Una buona scusa, considerato che non aveva voglia di spiegargli le ragioni per cui non se la sentiva più di mettersi al volante. Negli ultimi mesi era come se ogni genere di attività quotidiana fosse diventata una sfida. «Ah, capisco... o almeno credo.» La soppesò a lungo con lo sguardo. «C’è un motivo particolare per cui hai paura di guidare?»
Non aveva creduto alla sua scusa. Lei fece una smorfia. «Forse.» Sperava non le chiedesse altro.
Lui si appoggiò per un istante allo schienale mentre la cameriera portava il piatto con un’appetitosa fetta di prosciutto affumicato e patatine fritte. Lui rimase in silenzio, immerso nei pensieri, come se qualcosa lo preoccupasse, ma non appena la cameriera si allontanò, tornò a fissarla. «Lavorerai in ospedale anche qui nel Devon?» Si tagliò un boccone di carne.
Lei scrollò il capo. «Non subito. Mi sono presa un periodo di pausa.»
La infastidiva dover pronunciare ancora quelle parole e, sollevando il bicchiere con la bibita ghiacciata, si accorse che le tremava la mano. Appoggiò il bicchiere sperando che non se ne fosse accorto. «E tu... cosa fai nella vita? Il mio avvocato mi aveva detto che eri un custode di mezza età quasi in pensione.»
Una serie di emozioni contrastanti gli attraversarono il volto e Saffi lo osservò incerta. Quella domanda pareva averlo colto alla sprovvista. Inarcò le sopracciglia scure e accennò un sorriso divertito. «In realtà sono medico al Pronto Soccorso e, quando non sono di turno in ospedale, lavoro come basic doctor, soprattutto nei fine-settimana e la sera.»
Lei sbarrò lo sguardo. «Ah, capisco. Allora abbiamo qualcosa in comune. Lavoriamo entrambi nella medicina d’urgenza.»
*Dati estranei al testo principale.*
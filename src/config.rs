use serde::{Deserialize, Serialize};
use std::fs;
use std::path::{Path, PathBuf};
use anyhow::{Result, anyhow};

pub const DEFAULT_BASE_URL: &str = "http://127.0.0.1:8000";
pub const DEFAULT_MAX_LENGTH: usize = 500;

#[derive(Serialize, Deserialize, Debug, Clone, Default, PartialEq, Eq)]
pub struct Config {
    /// Where the assistant is served; `/` is the landing page, `/ask/` the endpoint
    pub base_url: Option<String>,
    /// Overrides the token read from the landing page
    pub csrf_token: Option<String>,
    /// Used when the page's question field has no `maxlength`
    pub max_length: Option<usize>,
    pub log_file: Option<PathBuf>,
}

impl Config {
    pub fn new() -> Self {
        Self::default()
    }

    pub fn load() -> Result<Self> {
        Self::load_from(&Self::get_config_path()?)
    }

    pub fn load_from(config_path: &Path) -> Result<Self> {
        if !config_path.exists() {
            return Ok(Self::new());
        }

        let config_content = fs::read_to_string(config_path)?;
        let config: Config = serde_json::from_str(&config_content)?;
        Ok(config)
    }

    pub fn base_url(&self) -> &str {
        self.base_url.as_deref().unwrap_or(DEFAULT_BASE_URL)
    }

    /// Log file location; the terminal is taken by the TUI so logs go to disk
    pub fn log_path(&self) -> Result<PathBuf> {
        if let Some(path) = &self.log_file {
            return Ok(path.clone());
        }

        let cache_dir = dirs::cache_dir()
            .ok_or_else(|| anyhow!("Could not determine cache directory"))?;

        Ok(cache_dir.join("legalbot").join("legalbot.log"))
    }

    fn get_config_path() -> Result<PathBuf> {
        let config_dir = dirs::config_dir()
            .ok_or_else(|| anyhow!("Could not determine config directory"))?;

        Ok(config_dir.join("legalbot").join("config.json"))
    }
}

#[cfg(test)]
mod tests {
    use super::*;
    use std::io::Write;

    #[test]
    fn test_missing_file_gives_defaults() {
        let dir = tempfile::tempdir().unwrap();
        let config = Config::load_from(&dir.path().join("nope.json")).unwrap();

        assert_eq!(config, Config::new());
        assert_eq!(config.base_url(), DEFAULT_BASE_URL);
    }

    #[test]
    fn test_load_partial_file() {
        let mut file = tempfile::NamedTempFile::new().unwrap();
        write!(file, r#"{{ "base_url": "https://law.example.com", "max_length": 250 }}"#).unwrap();

        let config = Config::load_from(file.path()).unwrap();
        assert_eq!(config.base_url(), "https://law.example.com");
        assert_eq!(config.max_length, Some(250));
        assert_eq!(config.csrf_token, None);
    }

    #[test]
    fn test_malformed_file_is_an_error() {
        let mut file = tempfile::NamedTempFile::new().unwrap();
        write!(file, "not json").unwrap();

        assert!(Config::load_from(file.path()).is_err());
    }

    #[test]
    fn test_explicit_log_path_wins() {
        let config = Config {
            log_file: Some(PathBuf::from("/tmp/legalbot-test.log")),
            ..Config::new()
        };
        assert_eq!(config.log_path().unwrap(), PathBuf::from("/tmp/legalbot-test.log"));
    }
}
I basic doctor erano medici dediti alle emergenze sanitarie e intervenivano in caso di urgenze e incidenti. Solitamente erano volontari e davano la propria disponibilità in base ai loro turni di lavoro. «Già.» Lui annuì e la guardò ancora con espressione più seria. Sembrava... quasi rassegnato. «Non ti ricordi proprio di me, vero?»
Saffi aprì la bocca sbalordita. «Dovrei?» Ecco perché le era parso strano. Sentì un peso sullo stomaco. Niente male come inizio. «Ci conosciamo?»
«Oh, sì» ammise lui con voce salda e lei annaspò sulla difensiva. Era ovvio che da quelle parti ci fossero persone che in passato aveva conosciuto.
«Scusa, ma è trascorso un po’ di tempo.» Sperava disperatamente con quella risposta di smorzare la figuraccia.
«Abbiamo lavorato insieme in ospedale, a Londra.»
«Oh.» Un senso di ansia la sopraffece. «Forse eravamo in reparti diversi.»
«Infatti. Io ero in traumatologia. Però mi ricordo perfettamente di te. Non avrei potuto dimenticarti.» La osservò attentamente e vide un leggero rossore risalirle il volto, incorniciato dai morbidi riccioli.